* _Task to carry out_
Make a tally of the lines in the records that include the string "encoded", and give only that number.

Saved entries:
=== Begin Enclosure ===
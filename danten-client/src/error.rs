//! Client error types

use shared::error::ErrorCode;
use thiserror::Error;

/// Client error type
#[derive(Debug, Error)]
pub enum ClientError {
    /// HTTP request failed (connect, timeout, body read)
    #[error("HTTP error: {0}")]
    Http(#[from] reqwest::Error),

    /// Server answered with a non-success status
    #[error("Unexpected status {status}: {body}")]
    Status { status: u16, body: String },

    /// Invalid response format
    #[error("Invalid response: {0}")]
    InvalidResponse(String),

    /// Serialization error
    #[error("Serialization error: {0}")]
    Serialization(#[from] serde_json::Error),

    /// Client could not be configured
    #[error("Configuration error: {0}")]
    Config(String),
}

impl ClientError {
    /// Map onto the shared error code table
    pub fn code(&self) -> ErrorCode {
        match self {
            Self::Http(e) if e.is_timeout() => ErrorCode::TimeoutError,
            Self::Http(_) => ErrorCode::NetworkError,
            Self::Status { .. } => ErrorCode::NetworkError,
            Self::InvalidResponse(_) | Self::Serialization(_) => ErrorCode::InvalidFormat,
            Self::Config(_) => ErrorCode::ConfigError,
        }
    }
}

/// Result type for client operations
pub type ClientResult<T> = Result<T, ClientError>;

#[cfg(test)]
mod tests {
    use super::*;

    #[test]
    fn test_error_codes() {
        let err = ClientError::Status {
            status: 502,
            body: "bad gateway".into(),
        };
        assert_eq!(err.code(), ErrorCode::NetworkError);
        assert_eq!(err.to_string(), "Unexpected status 502: bad gateway");

        let err = ClientError::InvalidResponse("missing table".into());
        assert_eq!(err.code(), ErrorCode::InvalidFormat);

        let err = ClientError::Config("bad url".into());
        assert_eq!(err.code(), ErrorCode::ConfigError);
    }
}
//! Order Log Entry
//!
//! One row of the spreadsheet order log. Field names are the wire names the
//! logging endpoint expects in its URL-encoded form body.

use serde::{Deserialize, Serialize};

#[derive(Debug, Clone, PartialEq, Eq, Serialize, Deserialize)]
pub struct OrderLogEntry {
    pub timestamp: String,
    pub nama: String,
    pub kelas: String,
    pub nomor_telpon: String,
    pub makanan: String,
    pub jumlah_pesanan: u32,
    pub total_harga: i64,
    pub notes: String,
    pub tipe_pembayaran: String,
}
//! Order log client
//!
//! Posts one order row to the spreadsheet-backed logging endpoint as an
//! URL-encoded form. The endpoint's reply is not structured; only the HTTP
//! status decides success.

use async_trait::async_trait;

use crate::{ClientResult, HttpClient};
use shared::models::OrderLogEntry;

/// Sink for order rows
#[async_trait]
pub trait OrderLog: Send + Sync {
    async fn submit(&self, entry: &OrderLogEntry) -> ClientResult<()>;
}

/// Network order log client
#[derive(Debug, Clone)]
pub struct OrderLogClient {
    http: HttpClient,
    endpoint: String,
}

impl OrderLogClient {
    /// The endpoint is used verbatim, surrounding whitespace included
    pub fn new(http: HttpClient, endpoint: impl Into<String>) -> Self {
        Self {
            http,
            endpoint: endpoint.into(),
        }
    }
}

#[async_trait]
impl OrderLog for OrderLogClient {
    async fn submit(&self, entry: &OrderLogEntry) -> ClientResult<()> {
        let reply = self.http.post_form(&self.endpoint, entry).await?;
        tracing::debug!(makanan = %entry.makanan, reply = %reply, "Order row logged");
        Ok(())
    }
}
=== End Enclosure ===
* _Answer to the exercise_
2